Si doveva e si poteva prevedere che in questi anni la maggior parte dei Pediatri e dei MMG sarebbero andati in pensione e quindi per tempo programmare gli accessi alla facoltà di medicina e contemporaneamente alle scuole di specializzazione in modo da coprire i pensionamenti.
Come al solito si interviene con provvedimenti tampone a sciagura già avvenuta (aumento del massimale e ambulatori aperti a turno nei vari paesi) e si parla di eliminare il numero chiuso per l’accesso alla facoltà di medicina, provvedimento che darà i risultati almeno fra dieci anni e si continua a sottovalutare il problema dell’imbuto formativo.
Ma la crisi dell’assistenza territoriale non è solo dovuta alla carenza dei medici ma anche ad un modello organizzativo che non risponde più elle esigenze assistenziali della popolazione.
Quando venne istituito il SSN nel 1978, fu stabilito che ogni cittadino dalla nascita doveva avere un medico che lo aiutasse a conservare il proprio bagaglio di salute e che ne seguisse il percorso assistenziale quando si ammalava.

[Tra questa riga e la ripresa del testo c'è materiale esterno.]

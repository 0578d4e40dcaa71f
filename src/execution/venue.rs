//! Venue adapter trait and the common trade-result shape, grounded on the
//! teacher's `src/exchange/bybit/adapter.rs` return conventions.

use std::collections::HashMap;

use async_trait::async_trait;
use serde::{Deserialize, Serialize};

use crate::types::{PositionSide, Side, Symbol};

#[derive(Debug, Clone, Serialize, Deserialize)]
pub struct TradeResult {
    pub success: bool,
    pub order_id: Option<String>,
    pub filled_quantity: f64,
    pub avg_price: f64,
    pub venue: String,
    pub metadata: HashMap<String, String>,
}

impl TradeResult {
    pub fn failed(venue: &str, reason: impl Into<String>) -> Self {
        let mut metadata = HashMap::new();
        metadata.insert("error".to_string(), reason.into());
        Self { success: false, order_id: None, filled_quantity: 0.0, avg_price: 0.0, venue: venue.to_string(), metadata }
    }
}

#[derive(Debug, Clone, Copy, PartialEq, Eq)]
pub enum OrderType {
    Market,
    Limit,
    StopMarket,
    TakeProfitMarket,
}

/// One adapter per supported venue. `execute_trade` is the synchronous,
/// single-shot primitive every execution algorithm slices into; `reduce_only`
/// governs position-closing orders.
#[async_trait]
pub trait VenueAdapter: Send + Sync {
    async fn execute_trade(
        &self,
        symbol: &Symbol,
        side: Side,
        order_type: OrderType,
        quantity: f64,
        price: Option<f64>,
        reduce_only: bool,
    ) -> anyhow::Result<TradeResult>;

    async fn get_balance(&self) -> anyhow::Result<HashMap<String, f64>>;

    fn name(&self) -> &str;

    /// Queries the venue's current position for `symbol`: `Ok(Some(..))` for
    /// an open position, `Ok(None)` confirming flat, `Err` when the venue
    /// can't be asked (used by reconciliation to tell "confirmed flat" from
    /// "don't know" so a transient query failure never reads as a flat
    /// position). Unimplemented by default.
    async fn get_open_position(&self, _symbol: &Symbol) -> anyhow::Result<Option<(PositionSide, f64, f64)>> {
        Err(anyhow::anyhow!("{} does not support position queries", self.name()))
    }

    /// On leverage-related venue failures the retry policy lowers leverage
    /// to 1x and calls this once more; default no-op for venues without a
    /// leverage concept (e.g. spot on-chain swaps).
    async fn set_leverage(&self, _symbol: &Symbol, _leverage: f64) -> anyhow::Result<()> {
        Ok(())
    }
}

Ogni cittadino deve avere fino a 14 anni il Pediatra e dopo il MMG.
Questa importante conquista va difesa e salvaguardata perché garantisce non solo l’uguaglianza di tutti i cittadini ma anche perché mette al centro la persona nel percorso di cura.
Ricordiamoci che la legge che istituì il SSN fu frutto delle lotte dei cittadini organizzati in movimenti, degli studenti delle organizzazioni sindacali e dei partiti politici più sensibili al bisogno di salute dei cittadini.

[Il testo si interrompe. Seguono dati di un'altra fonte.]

#[async_trait]
impl MarketDataSource for RestMarketDataSource {
    async fn get_klines(&self, symbol: &Symbol, interval: &str, limit: usize) -> Result<Vec<Candle>> {
        let url = format!("{}/fapi/v1/klines", self.base_url);
        let response = self
            .client
            .get(&url)
            .query(&[("symbol", symbol.as_str()), ("interval", interval), ("limit", &limit.to_string())])
            .send()
            .await
            .map_err(|e| self.network_err(e))?;

        if !response.status().is_success() {
            return Err(self.network_err(anyhow::anyhow!("venue http {}", response.status())));
        }

        let rows: Vec<serde_json::Value> = response.json().await.map_err(|e| self.network_err(e))?;
        let candles = rows
            .iter()
            .filter_map(|row| {
                let row = row.as_array()?;
                let num = |i: usize| row.get(i)?.as_str()?.parse::<f64>().ok();
                let open_ms = row.first()?.as_i64()?;
                Some(Candle {
                    open_time: chrono::DateTime::from_timestamp_millis(open_ms).unwrap_or_else(Utc::now),
                    open: num(1)?,
                    high: num(2)?,
                    low: num(3)?,
                    close: num(4)?,
                    volume: num(5)?,
                })
            })
            .collect();
        Ok(candles)
    }

    async fn get_order_book(&self, symbol: &Symbol, depth: usize) -> Result<OrderBook> {
        #[derive(Deserialize)]
        struct DepthResponse {
            bids: Vec<(String, String)>,
            asks: Vec<(String, String)>,
        }

        let url = format!("{}/fapi/v1/depth", self.base_url);
        let response = self
            .client
            .get(&url)
            .query(&[("symbol", symbol.as_str()), ("limit", &depth.to_string())])
            .send()
            .await
            .map_err(|e| self.network_err(e))?;

        if !response.status().is_success() {
            return Err(self.network_err(anyhow::anyhow!("venue http {}", response.status())));
        }

        let parsed: DepthResponse = response.json().await.map_err(|e| self.network_err(e))?;
        let level = |(p, q): (String, String)| (p.parse().unwrap_or(0.0), q.parse().unwrap_or(0.0));
        Ok(OrderBook { bids: parsed.bids.into_iter().map(level).collect(), asks: parsed.asks.into_iter().map(level).collect() })
    }
}

/// Composes a real venue source with the synthetic generator: tries `primary`
/// first, and only for symbols in the synthetic universe falls back to
/// `fallback` on a venue error or an empty candle series, matching §4.1's
/// "on venue error or empty data for symbols in a designated synthetic
/// universe, generate a plausible series; otherwise return failure."
pub struct CompositeMarketDataSource {
    primary: Arc<dyn MarketDataSource>,
    fallback: SyntheticMarketData,
}

impl CompositeMarketDataSource {
    pub fn new(primary: Arc<dyn MarketDataSource>, synthetic_universe: impl IntoIterator<Item = Symbol>) -> Self {
        Self { primary, fallback: SyntheticMarketData::new(synthetic_universe) }
    }
}

#[async_trait]
impl MarketDataSource for CompositeMarketDataSource {
    async fn get_klines(&self, symbol: &Symbol, interval: &str, limit: usize) -> Result<Vec<Candle>> {
        match self.primary.get_klines(symbol, interval, limit).await {
            Ok(candles) if !candles.is_empty() => Ok(candles),
            result if self.fallback.universe.contains(symbol) => {
                debug!(symbol, ok = result.is_ok(), "venue klines unavailable, using synthetic fallback");
                self.fallback.get_klines(symbol, interval, limit).await
            }
            result => result,
        }
    }

    async fn get_order_book(&self, symbol: &Symbol, depth: usize) -> Result<OrderBook> {
        match self.primary.get_order_book(symbol, depth).await {
            Ok(book) if !book.bids.is_empty() || !book.asks.is_empty() => Ok(book),
            result if self.fallback.universe.contains(symbol) => {
                debug!(symbol, ok = result.is_ok(), "venue order book unavailable, using synthetic fallback");
                self.fallback.get_order_book(symbol, depth).await
            }
            result => result,
        }
    }
}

Da almeno due decenni gli studiosi di modelli assistenziali in sanità hanno evidenziato che grazie ai progressi fatti sul fronte della diagnostica e della cura molte patologie prima incurabili sono diventate croniche, inoltre nel nostro paese le persone che hanno più di 60 anni sono il 30,5% della popolazione e sono destinate ad avere una o più patologie.

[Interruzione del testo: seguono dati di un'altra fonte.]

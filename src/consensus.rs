//! Consensus Engine (C5): fuses per-agent theses into one decision.
//!
//! Grounded on the teacher's `src/agents/agent_coordinator.rs` voting
//! aggregation (weighted tally across agent outputs), generalized to the
//! experience-boosted weighting scheme this system uses: each vote is
//! weighted by `confidence * (0.5 + 0.5 * win_rate)`, so a consistently
//! profitable agent's conviction counts for more than a coin-flip agent's
//! equal confidence.

use serde::{Deserialize, Serialize};

use crate::agents::Thesis;
use crate::types::{Signal, Symbol};

#[derive(Debug, Clone, Serialize, Deserialize)]
pub struct AgentVote {
    pub agent_id: String,
    pub signal: Signal,
    pub confidence: f64,
    pub win_rate: f64,
    pub reasoning: String,
}

#[derive(Debug, Clone, Serialize, Deserialize)]
pub struct ConsensusResult {
    pub symbol: Symbol,
    pub signal: Signal,
    pub confidence: f64,
    pub agreement: f64,
    pub votes: Vec<AgentVote>,
}

fn empty_result(symbol: &Symbol) -> ConsensusResult {
    ConsensusResult { symbol: symbol.clone(), signal: Signal::Hold, confidence: 0.0, agreement: 0.0, votes: vec![] }
}

/// Canonical fusion: experience-boosted weighted vote. Ties (including an
/// all-HOLD population) resolve to HOLD. `agreement` is the winning signal's
/// weight share of the total weight; `confidence` is a distinct quantity,
/// the winning weight divided by the number of votes cast (so a single
/// lukewarm vote can't read as full confidence the way it would under
/// `agreement`).
pub fn fuse(symbol: &Symbol, votes: Vec<AgentVote>) -> ConsensusResult {
    if votes.is_empty() {
        return empty_result(symbol);
    }

    let mut buy_weight = 0.0;
    let mut sell_weight = 0.0;
    let mut hold_weight = 0.0;
    let mut total_weight = 0.0;

    for v in &votes {
        let weight = v.confidence * (0.5 + 0.5 * v.win_rate);
        total_weight += weight;
        match v.signal {
            Signal::Buy => buy_weight += weight,
            Signal::Sell => sell_weight += weight,
            Signal::Hold => hold_weight += weight,
        }
    }

    if total_weight <= 0.0 {
        return empty_result(symbol);
    }

    let (signal, winning_weight) = if buy_weight > sell_weight && buy_weight > hold_weight {
        (Signal::Buy, buy_weight)
    } else if sell_weight > buy_weight && sell_weight > hold_weight {
        (Signal::Sell, sell_weight)
    } else {
        (Signal::Hold, hold_weight.max(buy_weight).max(sell_weight))
    };

    let vote_count = votes.len() as f64;
    ConsensusResult {
        symbol: symbol.clone(),
        signal,
        confidence: (winning_weight / vote_count).clamp(0.0, 1.0),
        agreement: winning_weight / total_weight,
        votes,
    }
}

/// Alternative fusion: logistic reweighting of `confidence * win_rate`
/// instead of the linear 0.5+0.5*w blend. Kept alongside `fuse` as the
/// sigmoid variant; not wired as the default.
pub fn fuse_sigmoid(symbol: &Symbol, votes: Vec<AgentVote>) -> ConsensusResult {
    if votes.is_empty() {
        return empty_result(symbol);
    }

    let mut buy_weight = 0.0;
    let mut sell_weight = 0.0;
    let mut hold_weight = 0.0;
    let mut total_weight = 0.0;

    for v in &votes {
        let x = v.confidence * v.win_rate;
        let weight = 1.0 / (1.0 + (-5.0 * (x - 0.5)).exp());
        total_weight += weight;
        match v.signal {
            Signal::Buy => buy_weight += weight,
            Signal::Sell => sell_weight += weight,
            Signal::Hold => hold_weight += weight,
        }
    }

    if total_weight <= 0.0 {
        return empty_result(symbol);
    }

    let (signal, winning_weight) = if buy_weight > sell_weight && buy_weight > hold_weight {
        (Signal::Buy, buy_weight)
    } else if sell_weight > buy_weight && sell_weight > hold_weight {
        (Signal::Sell, sell_weight)
    } else {
        (Signal::Hold, hold_weight.max(buy_weight).max(sell_weight))
    };

    let vote_count = votes.len() as f64;
    ConsensusResult {
        symbol: symbol.clone(),
        signal,
        confidence: (winning_weight / vote_count).clamp(0.0, 1.0),
        agreement: winning_weight / total_weight,
        votes,
    }
}

pub fn votes_from_theses(theses: &[Thesis], win_rates: &std::collections::HashMap<String, f64>) -> Vec<AgentVote> {
    theses
        .iter()
        .map(|t| AgentVote {
            agent_id: t.agent_id.clone(),
            signal: t.signal,
            confidence: t.confidence,
            win_rate: *win_rates.get(&t.agent_id).unwrap_or(&0.5),
            reasoning: t.reasoning.clone(),
        })
        .collect()
}

#[cfg(test)]
mod tests {
    use super::*;

    fn vote(agent_id: &str, signal: Signal, confidence: f64, win_rate: f64) -> AgentVote {
        AgentVote { agent_id: agent_id.to_string(), signal, confidence, win_rate, reasoning: String::new() }
    }

    #[test]
    fn empty_votes_yield_hold_zero_confidence() {
        let r = fuse(&"BTCUSDT".to_string(), vec![]);
        assert_eq!(r.signal, Signal::Hold);
        assert_eq!(r.confidence, 0.0);
    }

    #[test]
    fn unanimous_buy_has_full_agreement_but_averaged_confidence() {
        let votes = vec![vote("a1", Signal::Buy, 0.9, 0.6), vote("a2", Signal::Buy, 0.8, 0.55)];
        let r = fuse(&"BTCUSDT".to_string(), votes);
        assert_eq!(r.signal, Signal::Buy);
        assert!((r.agreement - 1.0).abs() < 1e-9);
        // weights: 0.9*0.8=0.72, 0.8*0.775=0.62 -> total 1.34, confidence = 1.34/2
        assert!((r.confidence - 0.67).abs() < 1e-9);
    }

    /// S3: a confident, high-win-rate agent should be able to outweigh two
    /// middling opposing votes.
    #[test]
    fn experienced_agent_outweighs_majority() {
        let votes = vec![
            vote("veteran", Signal::Buy, 0.9, 0.8),
            vote("rookie1", Signal::Sell, 0.55, 0.45),
            vote("rookie2", Signal::Sell, 0.5, 0.45),
        ];
        let r = fuse(&"BTCUSDT".to_string(), votes);
        assert_eq!(r.signal, Signal::Buy);
    }

    #[test]
    fn single_agent_confidence_is_its_weighted_vote() {
        let votes = vec![vote("a1", Signal::Sell, 0.7, 0.5)];
        let r = fuse(&"BTCUSDT".to_string(), votes);
        assert_eq!(r.signal, Signal::Sell);
        // weight = 0.7 * (0.5 + 0.5*0.5) = 0.525, vote count 1
        assert!((r.confidence - 0.525).abs() < 1e-9);
        assert!((r.agreement - 1.0).abs() < 1e-9);
    }
}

Ecco perché l’assistenza territoriale non necessita di ritocchi ma di una seria riforma.
Bisogna superare il modello organizzativo che vede il territorio e l’ospedale, e anche l’università, mondi paralleli che non si incontrano mai.
Le lunghe liste di attesa che da anni, nonostante finanziamenti per ridurle, diventano sempre più lunghe sono la conseguenza di questa separazione.
Allora la Casa della Salute o di Comunità non è solo un luogo fisico a cui viene cambiato il nome (da poliambulatorio a distretto a C della S) ma deve essere un luogo dove, mettendo al centro il cittadino con un bisogno di salute, attraverso il lavoro in equipe fra varie figure professionali e specialità mediche, vengono date delle risposte.
Ad oggi le poche Case della Salute, le cui inaugurazioni ad effetto abbiamo visto in televisione sono vuote perché manca il personale.
Si dovrà realizzare l’integrazione ospedale territorio in modo che finalmente i PDTA di cui tanto si parla e tanto si è scritto possano essere applicati.
Le regioni dove le case della salute sono realtà da decenni (Emilia Romagna, Toscana, Veneto) sono le regioni che raggiungono le performance assistenziali migliori e quelle più gradite dalla popolazione.
Un altro pericolo io vedo, e penso che lo vedete anche voi, ed è quello che attraverso l’assistenza integrativa porta al ritorno di fatto delle mutue.
Infatti siamo bombardati dalla pubblicità che ci invita a stipulare una polizza sanitaria integrativa e la regione Lombardia da poco ha varato una legge che di fatto equipara il pubblico al privato.
I fondi destinati dal PNRR alla sanità non ci è dato sapere a cosa saranno destinati, sappiamo solo che costituiranno un debito per i nostri figli e nipoti.
La politica è sorda e chiusa alle istanze dei cittadini anche quando rivendicano l’applicazione di un diritto costituzionale.